Harlum was born at 35 weeks and was poorly from birth. After a stay in hospital we took him home, unaware that anything major was wrong with him. When he was 6 weeks old he was re-admitted into hospital with jerking movements, further tests all came back negative but he was continued to be monitored by a consultant every 3 months.
It wasn't long before he was diagnosed with Cerebral Palsy and a few months later with Dystonia.
Harlum takes Sinimet, baclofen, cetirizine, sodium picosulphate and movicol. He has had several courses of botox as well as surgery in early 2010 to release the psoas tendons, none of which have worked.
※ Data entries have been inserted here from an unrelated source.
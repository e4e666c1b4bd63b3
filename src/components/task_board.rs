//! Task Board Component
//!
//! Loading skeleton, empty state and the card list. Card buttons are handled
//! by one click listener on the list container, resolved through the
//! `data-id` / `data-action` attributes.

use leptos::prelude::*;
use wasm_bindgen::JsCast;

use crate::components::TaskCard;
use crate::context::AppContext;
use crate::models::ItemAction;
use crate::reconciler::Phase;
use crate::store::UiStateStoreFields;

#[component]
pub fn TaskBoard() -> impl IntoView {
    let ctx = use_context::<AppContext>().expect("AppContext should be provided");
    let ui = ctx.ui;

    let is_loading = move || ui.phase().get() == Phase::Loading;
    let is_rendered = move || ui.phase().get() == Phase::Rendered;
    let is_empty = move || ui.frame().with(|frame| frame.is_empty());

    let on_list_click = move |ev: web_sys::MouseEvent| {
        if let Some((id, action)) = action_target(&ev) {
            ctx.dispatch(id, action);
        }
    };

    view! {
        <section class="task-board">
            <Show when=is_loading>
                <div id="loading-skeleton" class="loading-skeleton">
                    <div class="skeleton-card"></div>
                    <div class="skeleton-card"></div>
                    <div class="skeleton-card"></div>
                </div>
            </Show>

            <Show when=move || is_rendered() && is_empty()>
                <div id="empty-state" class="empty-state">
                    <h3>"No tasks here"</h3>
                    <p>"Create a task or change the filter."</p>
                </div>
            </Show>

            <div
                id="todo-list"
                class=move || ui.frame().with(|frame| frame.view_mode.container_class())
                hidden=is_empty
                on:click=on_list_click
            >
                <For
                    each=move || ui.frame().get().items
                    key=|item| (item.task.clone(), item.reveal_delay_ms)
                    children=|item| view! { <TaskCard item=item /> }
                />
            </div>
        </section>
    }
}

/// Task id and action of the card button under a click
fn action_target(ev: &web_sys::MouseEvent) -> Option<(u32, ItemAction)> {
    let target = ev.target()?.dyn_into::<web_sys::Element>().ok()?;
    let button = target.closest("[data-action]").ok()??;
    let action = ItemAction::parse(&button.get_attribute("data-action")?)?;
    let card = button.closest("[data-id]").ok()??;
    let id = card.get_attribute("data-id")?.parse().ok()?;
    Some((id, action))
}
Harlum uses a powered wheelchair to get around and attends the local village mainstream school with full time support.
When Harlum was 4 his sister Tahlia-Annikki was born and it wasn't long before she too was diagnosed with Cerebral Palsy. In September 2010 it was decided that they had a genetic condition similar to Cp and Harlum underwent further inverstigations to determin what condition they had, these included skin and muscle biopsy, lots of blood tests repeated MRI scand of head and spine and a lumber punture.
In June this year (2011) we got the results back and so far we still are unclear what diagnosis they have, Harlum has since had more tests done.
What is clear is that they both have the same condition and we hope to find a diagnosis and appropiate treatment in the future, until then we are uncertain what the future holds for them, but they carry on smiling.